Ok, back to your question: one thing for myself maybe easier: it’s easy to be spoiled by the machine.
Because it’s well-oiled. It’s like apple products or business class flights. It’s hard to go back. I hope I don’t get that spoiled, but I am spoiled by apple products and the first time I got bumped into business class, I started to think, ‘how could anyone fly another way?’ but luckily I haven’t bought any business class for myself until now, + I won’t start soon. But having this machine producing your vision and how everything is almost on your finger tips is tempting.
What I realized for sure is after all these jazz, we’ll come back doing things with no budget, no human resource, nothing but willingness and obsession (love, others would say). We should be able to do that still. And what I remember is when one of the juries asked us what we’re the most afraid of, my answer was ‘losing them’, pointing to Ade and Julia. I just don’t want ruru to break up because of this (ahah) because there were sometimes in the past that we almost call it quit. With gudskul hopefully it’s different. And the most important thing: gudskul needs to benefit from what ruangrupa is doing. How? Again we still need to fight for our time to sit together one more time + decide on stuff.

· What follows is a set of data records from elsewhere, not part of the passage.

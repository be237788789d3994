//! Launcher error types.

use job_core::{PreflightError, StoreError};
use thiserror::Error;

/// Result type for launch operations.
pub type LaunchResult<T> = Result<T, LaunchError>;

#[derive(Debug, Error)]
pub enum LaunchError {
    /// A secret marked for launch-time entry was not supplied.
    #[error("Missing required input: {0}")]
    NeedsInput(String),

    #[error("Invalid launch parameters: {0}")]
    Invalid(String),

    #[error("Failed to prepare scratch space: {0}")]
    Scratch(std::io::Error),

    #[error("Failed to spawn process: {0}")]
    Spawn(String),

    #[error("I/O error: {0}")]
    Io(#[from] std::io::Error),

    #[error("Job store error: {0}")]
    Store(#[from] StoreError),
}

impl LaunchError {
    /// Errors caused by the task's own parameters rather than the host.
    pub fn is_task_error(&self) -> bool {
        matches!(self, LaunchError::NeedsInput(_) | LaunchError::Invalid(_))
    }
}

impl From<LaunchError> for PreflightError {
    fn from(err: LaunchError) -> Self {
        match err {
            LaunchError::NeedsInput(field) => PreflightError::NeedsInput(field),
            other => PreflightError::Invalid(other.to_string()),
        }
    }
}
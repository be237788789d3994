use async_trait::async_trait;
use job_core::{JobStore, StoreResult, TargetRef, TaskNode};

use super::{credential_args, require, run_args, KindProfile, LaunchContext};
use crate::error::{LaunchError, LaunchResult};

/// `ansible-playbook` against the task's inventory.
pub struct PlaybookProfile;

#[async_trait]
impl KindProfile for PlaybookProfile {
    fn validate(&self, task: &TaskNode) -> LaunchResult<()> {
        let playbook = require(task.spec.playbook.as_deref(), "playbook")?;
        require(task.spec.inventory_path.as_deref(), "inventory_path")?;
        if playbook.starts_with('-') {
            return Err(LaunchError::Invalid(format!("bad playbook name: {}", playbook)));
        }
        Ok(())
    }

    fn args(&self, ctx: &LaunchContext<'_>) -> LaunchResult<Vec<String>> {
        let spec = &ctx.task.spec;
        let playbook = require(spec.playbook.as_deref(), "playbook")?;
        let inventory = require(spec.inventory_path.as_deref(), "inventory_path")?;

        let mut args = vec![
            ctx.config.playbook_command.clone(),
            "-i".to_string(),
            inventory.to_string(),
        ];
        args.extend(credential_args(ctx.task));
        if let Some(limit) = spec.limit.as_deref().filter(|l| !l.is_empty()) {
            args.extend(["-l".to_string(), limit.to_string()]);
        }
        if let Some(tags) = spec.job_tags.as_deref().filter(|t| !t.is_empty()) {
            args.extend(["-t".to_string(), tags.to_string()]);
        }
        args.extend(run_args(ctx)?);
        args.push(playbook.to_string());
        Ok(args)
    }

    async fn post_run(&self, store: &dyn JobStore, task: &TaskNode) -> StoreResult<()> {
        let Some(finished) = task.finished else {
            return Ok(());
        };
        if let Some(template_id) = task.spec.template_id {
            store
                .record_target_run(TargetRef::Template(template_id), task.status, finished)
                .await?;
        }
        Ok(())
    }
}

I remember you commenting to me a long time ago that we needed to use “hipsterdom” in our favor. I was struggling with the idea of accepting something that felt a bit too spectacular for Casa do Povo and your comment helped me back then. Anyway, even though the “apple product effect” is a threat, we do not need to become what we use, but we can use things to do other things in silence. The system never changes easily nor fastly but we can twist it here and there and go back to were we were, but in a different way. Our time is not linear.
Coming back to your main fear, I think it is very relevant what you said then: loosing friends is always a risk in these events. One could write a history of Biennales through its internal conflicts. It’s not about gossip. It’s about power. To avoid this, I think that, at the end of the day, our work should deal more and more with the notion of “caring”. ruangrupa is famous for its motto “make friends, not art”. And this is a tough full time activity.

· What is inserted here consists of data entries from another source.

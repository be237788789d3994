//! Database configuration shared by the services.

use std::time::Duration;

use serde::Deserialize;
use sqlx::postgres::{PgConnectOptions, PgPoolOptions};
use sqlx::PgPool;

/// Database configuration loaded from environment variables.
///
/// Environment variables are prefixed with `POSTGRES_`:
/// - `POSTGRES_HOST`: Database host (default: "localhost")
/// - `POSTGRES_PORT`: Database port (default: 5432)
/// - `POSTGRES_USER`: Database user (default: "jobs")
/// - `POSTGRES_PASSWORD`: Database password
/// - `POSTGRES_DATABASE`: Database name (default: "jobs")
#[derive(Debug, Clone, Deserialize)]
pub struct DatabaseConfig {
    #[serde(default = "default_host")]
    pub host: String,

    #[serde(default = "default_port")]
    pub port: u16,

    #[serde(default = "default_user")]
    pub user: String,

    #[serde(default)]
    pub password: String,

    #[serde(default = "default_database")]
    pub database: String,

    /// Maximum connections in the pool
    #[serde(default = "default_max_connections")]
    pub max_connections: u32,

    /// Connection acquire timeout in seconds
    #[serde(default = "default_acquire_timeout")]
    pub acquire_timeout: u64,
}

fn default_host() -> String {
    "localhost".to_string()
}

fn default_port() -> u16 {
    5432
}

fn default_user() -> String {
    "jobs".to_string()
}

fn default_database() -> String {
    "jobs".to_string()
}

fn default_max_connections() -> u32 {
    10
}

fn default_acquire_timeout() -> u64 {
    30
}

impl DatabaseConfig {
    /// Load configuration from `POSTGRES_`-prefixed environment variables.
    pub fn from_env() -> Result<Self, envy::Error> {
        envy::prefixed("POSTGRES_").from_env::<DatabaseConfig>()
    }

    pub fn connect_options(&self) -> PgConnectOptions {
        PgConnectOptions::new()
            .host(&self.host)
            .port(self.port)
            .username(&self.user)
            .password(&self.password)
            .database(&self.database)
    }

    /// Connect a pool with this configuration.
    pub async fn create_pool(&self) -> Result<PgPool, sqlx::Error> {
        let pool = PgPoolOptions::new()
            .max_connections(self.max_connections)
            .acquire_timeout(Duration::from_secs(self.acquire_timeout))
            .connect_with(self.connect_options())
            .await?;

        tracing::info!(
            host = %self.host,
            port = self.port,
            database = %self.database,
            max_connections = self.max_connections,
            "Database connection pool created"
        );

        Ok(pool)
    }
}

impl Default for DatabaseConfig {
    fn default() -> Self {
        Self {
            host: default_host(),
            port: default_port(),
            user: default_user(),
            password: String::new(),
            database: default_database(),
            max_connections: default_max_connections(),
            acquire_timeout: default_acquire_timeout(),
        }
    }
}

To finish our conversation, I would like to come back to when we first met during the São Paulo Bienal. Back then, you made some art and many friends – Clara Ianni, Etcetera, Daniel Lie, Ocupeacidade, Casa do Povo, Raphael Escobar, among others. Can you tell us more about what you learned from your São Paulo experience… and of course, when do you plan to visit?
São Paulo is still one of our favorite places collectively. We might disagree on details, but everyone agrees that São Paulo was like a second home for us and we have been missing it a lot. I told this to everyone from Clara to Luiza to Daniel and your colleagues from Casa. We learned that our sensibilities actually make sense and could be transformed somewhere else and when it hit the right spot, like most of the time in SP (at least in 2014), it was sweeeeetttttttt.
When will we visit? Not soon enough. It’s never soon enough. ajeng will love it. and she might be the one going. But if any of us wins the lottery to accompany her, any of us would be happy. I wish it would be me (hahahahaha). And i wanna see Rio too.